16-го июня 1997 года по «Голосу Америки» в моей передаче памяти Булата прозвучали следующие слова Ефима Григорьевича о поэзии Окуджавы, сказанные по телефону из германского города Потсдама:
В ней есть некая лирическая струя, которая вообще была свойственна Булату и в его разговорах, и в его песнях, и которая – при всей её тихости, при, казалось бы, внешней незлобивости – была сильнее мощной казённости громкого ора советской пропаганды.
Впечатляющая эволюция.
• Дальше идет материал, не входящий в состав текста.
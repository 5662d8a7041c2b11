//! Domain error types
//!
//! This module defines the error hierarchy for delivery-alerts.
//! All errors are domain-specific and don't expose third-party types.

use thiserror::Error;

/// Main delivery-alerts error type
///
/// This is the primary error type used throughout the application.
/// It wraps specific error types and provides context for error handling.
#[derive(Debug, Error)]
pub enum DeliveryAlertsError {
    /// Configuration-related errors
    #[error("Configuration error: {0}")]
    Configuration(String),

    /// Orders API errors (fetch, alert, update)
    #[error("Orders API error: {0}")]
    OrdersApi(#[from] OrdersApiError),

    /// Validation errors
    #[error("Validation error: {0}")]
    Validation(String),

    /// Serialization/deserialization errors
    #[error("Serialization error: {0}")]
    Serialization(String),
}

/// Errors raised while talking to the orders, alert and update endpoints.
///
/// A non-success status on the alert or update call is not an error; it is
/// reported as a [`CallOutcome`](crate::adapters::orders::CallOutcome).
/// These errors don't expose third-party HTTP client types.
#[derive(Debug, Error)]
pub enum OrdersApiError {
    /// Failed to reach the endpoint
    #[error("Failed to connect to {endpoint}: {message}")]
    ConnectionFailed { endpoint: String, message: String },

    /// Request timed out
    #[error("Request to {0} timed out")]
    Timeout(String),

    /// Response body could not be parsed
    #[error("Invalid response from {endpoint}: {message}")]
    InvalidResponse { endpoint: String, message: String },

    /// HTTP client could not be constructed
    #[error("Failed to build HTTP client: {0}")]
    ClientBuild(String),
}

impl OrdersApiError {
    /// Classifies a transport error from the HTTP client
    pub(crate) fn from_transport(endpoint: &str, err: &reqwest::Error) -> Self {
        if err.is_timeout() {
            OrdersApiError::Timeout(endpoint.to_string())
        } else {
            OrdersApiError::ConnectionFailed {
                endpoint: endpoint.to_string(),
                message: err.to_string(),
            }
        }
    }
}

// Conversion from serde_json::Error
impl From<serde_json::Error> for DeliveryAlertsError {
    fn from(err: serde_json::Error) -> Self {
        DeliveryAlertsError::Serialization(err.to_string())
    }
}

// Conversion from toml parse errors
impl From<toml::de::Error> for DeliveryAlertsError {
    fn from(err: toml::de::Error) -> Self {
        DeliveryAlertsError::Configuration(format!("TOML parse error: {err}"))
    }
}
От пустой темноты, фальшивой многосмысленности, ложной скорби, направленного куда-то вбок юмора и безобидной гражданственности до тихой лирической струи, оказавшейся сильнее мощной казённости громкого ора советской пропаганды – поистине дистанция огромного размера. Примечательно, что Эткинд ощутил эту тихую, но неодолимую лирическую струю и в его, Булата, разговорах. Думаю, что вермонтское общение, частые беседы по душам сыграли не последнюю роль в избавлении от глухоты к поэзии Окуджавы, которой страдал когда-то Ефим Григорьевич Эткинд.
Первая встреча «за бугром»
Она, как я уже упоминал, произошла в начале апреля 1979-го в Оберлине, университетском городке в штате Огайо, недалеко от Кливленда и озера Эри, одного из Великих озёр. Направляясь к нам, Булат заехал в Энн Арбор, город в Мичигане, где находилось издательство «Ардис» и жил Иосиф Бродский, приглашённый владельцем «Ардиса» и профессором кафедры славистики Карлом Проффером преподавать в престижном Мичиганском университете.
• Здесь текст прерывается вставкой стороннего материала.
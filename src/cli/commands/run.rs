//! Run command implementation
//!
//! This module implements the `run` command: one pass over the orders feed.

use crate::config::{load_config, OrderErrorPolicy};
use crate::core::run::{RunCoordinator, RunState, RunSummary};
use clap::Args;

/// Arguments for the run command
#[derive(Args, Debug)]
pub struct RunArgs {
    /// Override the per-order failure policy (abort or continue)
    #[arg(long, value_name = "POLICY")]
    pub on_order_error: Option<OrderErrorPolicy>,
}

impl RunArgs {
    /// Execute the run command
    pub async fn execute(&self, config_path: &str) -> anyhow::Result<i32> {
        tracing::info!(config_path = %config_path, "Starting run command");

        let mut config = match load_config(config_path) {
            Ok(c) => c,
            Err(e) => {
                tracing::error!(error = %e, "Failed to load configuration");
                eprintln!("Failed to load configuration: {e}");
                return Ok(2); // Configuration error exit code
            }
        };

        if let Some(policy) = self.on_order_error {
            tracing::info!(policy = %policy, "Overriding order error policy from CLI");
            config.processing.on_order_error = policy;
        }

        let coordinator = match RunCoordinator::new(config) {
            Ok(c) => c,
            Err(e) => {
                tracing::error!(error = %e, "Failed to initialize run");
                eprintln!("Failed to initialize run: {e}");
                return Ok(5); // Fatal error exit code
            }
        };

        let summary = coordinator.run().await;
        summary.log_summary();
        print_summary(&summary);

        Ok(exit_code(&summary))
    }
}

fn print_summary(summary: &RunSummary) {
    println!();
    println!("Run Summary ({}):", summary.run_id);
    println!("  Started: {}", summary.started_at.to_rfc3339());
    println!("  State: {}", summary.state);
    println!("  Orders Fetched: {}", summary.orders_fetched);
    println!("  Orders Processed: {}", summary.orders_processed);
    println!("  Delivered Items: {}", summary.delivered_items);
    println!(
        "  Alerts Sent: {} (rejected: {})",
        summary.alerts_sent, summary.alerts_rejected
    );
    println!(
        "  Updates Sent: {} (rejected: {})",
        summary.updates_sent, summary.updates_rejected
    );
    println!("  Duration: {:.2}s", summary.duration.as_secs_f64());

    if !summary.order_failures.is_empty() {
        println!();
        println!("Failed orders:");
        for failure in &summary.order_failures {
            println!("  - {}: {}", failure.label(), failure.message);
        }
    }

    if let Some(error) = &summary.error {
        println!();
        println!("Error: {error}");
    }
    println!();
}

/// Maps a finished run to a process exit code
///
/// - 0: done (rejected alerts or updates are warnings only)
/// - 1: done, but some orders were skipped after an error
/// - 2: aborted because an endpoint is not configured
/// - 5: an error stopped the run
pub fn exit_code(summary: &RunSummary) -> i32 {
    match summary.state {
        RunState::Done if !summary.order_failures.is_empty() => 1,
        RunState::Done => 0,
        RunState::Aborted => 2,
        RunState::Failed => 5,
        RunState::Idle | RunState::Validating | RunState::Running => 5,
    }
}
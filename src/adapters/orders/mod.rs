//! Orders API integration
//!
//! Talks to the three configured endpoints:
//! - orders (GET, JSON array of orders)
//! - alert (POST, `{"Message": ...}`)
//! - update (POST, full order)

pub mod client;
pub mod gateway;
pub mod models;

pub use client::HttpOrdersGateway;
pub use gateway::{CallOutcome, OrdersGateway};
pub use models::{AlertPayload, DeliveryAlert};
Булат жаловался на боль в животе, ел мало и осторожно:
– То ли язва обострилась, то ли Бродский виноват: накормил меня в китайском ресторане какой-то морской живностью.
Следует сказать, что за тридцать лет нашего знакомства я только дважды видел его по-настоящему больным. Первый раз – в один из моих приездов из Ленинграда в Москву, когда он лежал дома, выздоравливая после автомобильной аварии: закрутило на обледенелой кольцевой дороге. Второй раз – в начале лета 1991-го, в Балтиморе, где он выступал с концертом в огромном актовом зале школы. Я приехал туда из Вашингтона с моим приятелем и давним другом Булата Ильёй Сусловым, работавшим когда-то в «Юности» и в «Литературке». Илья любил полушутя-полусерьёзно вспоминать, что Булат «убил» в зародыше его карьер у успешного советского поэта-песенника: он услышал ранние песни Окуджавы, устыдился – и прекратил…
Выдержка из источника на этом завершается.